Akademik Veri Yönetim Sistemi
MEDICAL SCIENCE MONITOR, sa.4, 2009 (SCI-Expanded)
Background: Caspase-cleaved cytokeratin 18 (CK18-Asp396) is released from hepatocytes during apoptosis. Recent studies have indicated that serum levels of CK18-Asp396 could be clinically useful biomarker of chronic liver disease. To shed more light on the rate of hepatocyte loss by apoptosis in chronic liver disease, serum levels of CK18-Asp396 were examined in patients with nonalcoholic steatohepatitis (NASH) and chronic hepatitis C. Material/Methods: Apoptotic CK18-Asp396 levels were quantified in sera from 35 patients with nonalcoholic steato-hepatitis (NASH), 21 patients with chronic hepatitis C (HCV), and 18 healthy controls. Results: Analysis of serum CK18-Asp396 levels showed an increasing trend starting from healthy controls (median: 34.5 U/l), to HCV patients (80.1 U/l), to patients with NASH (144.1 U/l. Kruskall-Wallis test: P<0.001). Post hoc analyses revealed that CK18-Asp396 levels were significantly higher in the NASH patients than in both HCV patients (P=0.008) and healthy controls (P<0.001). Moreover, the levels were significantly higher in patients with HCV than in control individuals (P<0.05). In patients with chronic HCV infection there was a significant positive correlation between serum CK18-Asp396 levels and AST (r=0.442, p<0.05), the ultrasonographic grade of steatosis (r = 0.446, P<0.05), and the histological steatosis score (r=0.759, P<0.001).

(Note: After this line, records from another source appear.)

//! Durable named storage for templates
//!
//! The registry is an external collaborator keyed by hierarchical paths of
//! the form `/{kind}/{namespace}/{name}`. Backends implement the `Registry`
//! trait; the typed `TemplateStore` sits on top.

pub mod templates;

#[cfg(feature = "sqlite")]
pub mod store;

#[cfg(feature = "sqlite")]
pub use store::SqliteRegistry;

pub use templates::{ConfigurationHandle, ProfileHandle, TemplateStore};

use crate::core::error::LaunchError;
use async_trait::async_trait;
use serde_json::Value;
use std::collections::HashMap;
use tokio::sync::RwLock;

/// Kinds of objects the registry stores
#[derive(Debug, Clone, Copy, PartialEq, Eq, Hash)]
pub enum TemplateKind {
    Profile,
    Configuration,
    Function,
}

impl TemplateKind {
    pub fn as_str(&self) -> &'static str {
        match self {
            TemplateKind::Profile => "profile",
            TemplateKind::Configuration => "configuration",
            TemplateKind::Function => "function",
        }
    }
}

/// Build the hierarchical key for an entry
pub fn registry_key(kind: TemplateKind, namespace: &str, name: &str) -> String {
    format!("/{}/{}/{}", kind.as_str(), namespace, name)
}

/// One page of listed entry names
#[derive(Debug, Clone, Default)]
pub struct ListPage {
    pub names: Vec<String>,
    pub next_token: Option<String>,
}

/// Trait for registry backends
#[async_trait]
pub trait Registry: Send + Sync {
    /// Fetch an entry; `NotFound` when absent
    async fn get(
        &self,
        kind: TemplateKind,
        namespace: &str,
        name: &str,
    ) -> Result<Value, LaunchError>;

    /// Store or replace an entry
    async fn put(
        &self,
        kind: TemplateKind,
        namespace: &str,
        name: &str,
        body: Value,
    ) -> Result<(), LaunchError>;

    /// List entry names within a namespace, one page at a time
    async fn list(
        &self,
        kind: TemplateKind,
        namespace: &str,
        page_token: Option<&str>,
    ) -> Result<ListPage, LaunchError>;
}

const PAGE_SIZE: usize = 50;

/// In-memory registry (for testing or ephemeral use)
pub struct InMemoryRegistry {
    entries: RwLock<HashMap<String, Value>>,
}

impl InMemoryRegistry {
    pub fn new() -> Self {
        Self {
            entries: RwLock::new(HashMap::new()),
        }
    }
}

impl Default for InMemoryRegistry {
    fn default() -> Self {
        Self::new()
    }
}

#[async_trait]
impl Registry for InMemoryRegistry {
    async fn get(
        &self,
        kind: TemplateKind,
        namespace: &str,
        name: &str,
    ) -> Result<Value, LaunchError> {
        let entries = self.entries.read().await;
        entries
            .get(&registry_key(kind, namespace, name))
            .cloned()
            .ok_or_else(|| LaunchError::not_found(kind.as_str(), namespace, name))
    }

    async fn put(
        &self,
        kind: TemplateKind,
        namespace: &str,
        name: &str,
        body: Value,
    ) -> Result<(), LaunchError> {
        let mut entries = self.entries.write().await;
        entries.insert(registry_key(kind, namespace, name), body);
        Ok(())
    }

    async fn list(
        &self,
        kind: TemplateKind,
        namespace: &str,
        page_token: Option<&str>,
    ) -> Result<ListPage, LaunchError> {
        let prefix = format!("/{}/{}/", kind.as_str(), namespace);
        let entries = self.entries.read().await;

        let mut names: Vec<String> = entries
            .keys()
            .filter_map(|k| k.strip_prefix(&prefix).map(str::to_string))
            .collect();
        names.sort();

        let start = match page_token {
            Some(token) => token
                .parse::<usize>()
                .map_err(|_| LaunchError::Registry(format!("bad page token '{}'", token)))?,
            None => 0,
        };
        let page: Vec<String> = names.iter().skip(start).take(PAGE_SIZE).cloned().collect();
        let next_token = if start + page.len() < names.len() {
            Some((start + page.len()).to_string())
        } else {
            None
        };

        Ok(ListPage {
            names: page,
            next_token,
        })
    }
}

#[cfg(test)]
mod tests {
    use super::*;
    use serde_json::json;

    #[tokio::test]
    async fn test_get_put_roundtrip() {
        let registry = InMemoryRegistry::new();
        registry
            .put(TemplateKind::Profile, "default", "secure", json!({"name": "secure"}))
            .await
            .unwrap();

        let body = registry
            .get(TemplateKind::Profile, "default", "secure")
            .await
            .unwrap();
        assert_eq!(body.get("name"), Some(&json!("secure")));
    }

    #[tokio::test]
    async fn test_missing_entry_is_not_found() {
        let registry = InMemoryRegistry::new();
        let err = registry
            .get(TemplateKind::Configuration, "default", "absent")
            .await
            .unwrap_err();
        assert!(matches!(err, LaunchError::NotFound { .. }));
    }

    #[tokio::test]
    async fn test_kinds_do_not_collide() {
        let registry = InMemoryRegistry::new();
        registry
            .put(TemplateKind::Profile, "default", "same", json!(1))
            .await
            .unwrap();
        assert!(registry
            .get(TemplateKind::Configuration, "default", "same")
            .await
            .is_err());
    }

    #[tokio::test]
    async fn test_list_pages() {
        let registry = InMemoryRegistry::new();
        for i in 0..3 {
            registry
                .put(TemplateKind::Function, "default", &format!("f{}", i), json!(i))
                .await
                .unwrap();
        }

        let page = registry
            .list(TemplateKind::Function, "default", None)
            .await
            .unwrap();
        assert_eq!(page.names, vec!["f0", "f1", "f2"]);
        assert!(page.next_token.is_none());
    }
}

Conclusions: Although subject to future confirmation, these pilot findings seem to indicate that serum levels of caspase-cleaved cytokeratin 18 (CK18-Asp396) are higher in patients with NASH than in those with chronic HCV infection. These data suggest that NASH patients have and increased hepatocyte loss by apoptosis compared with chronic hepatitis C patients.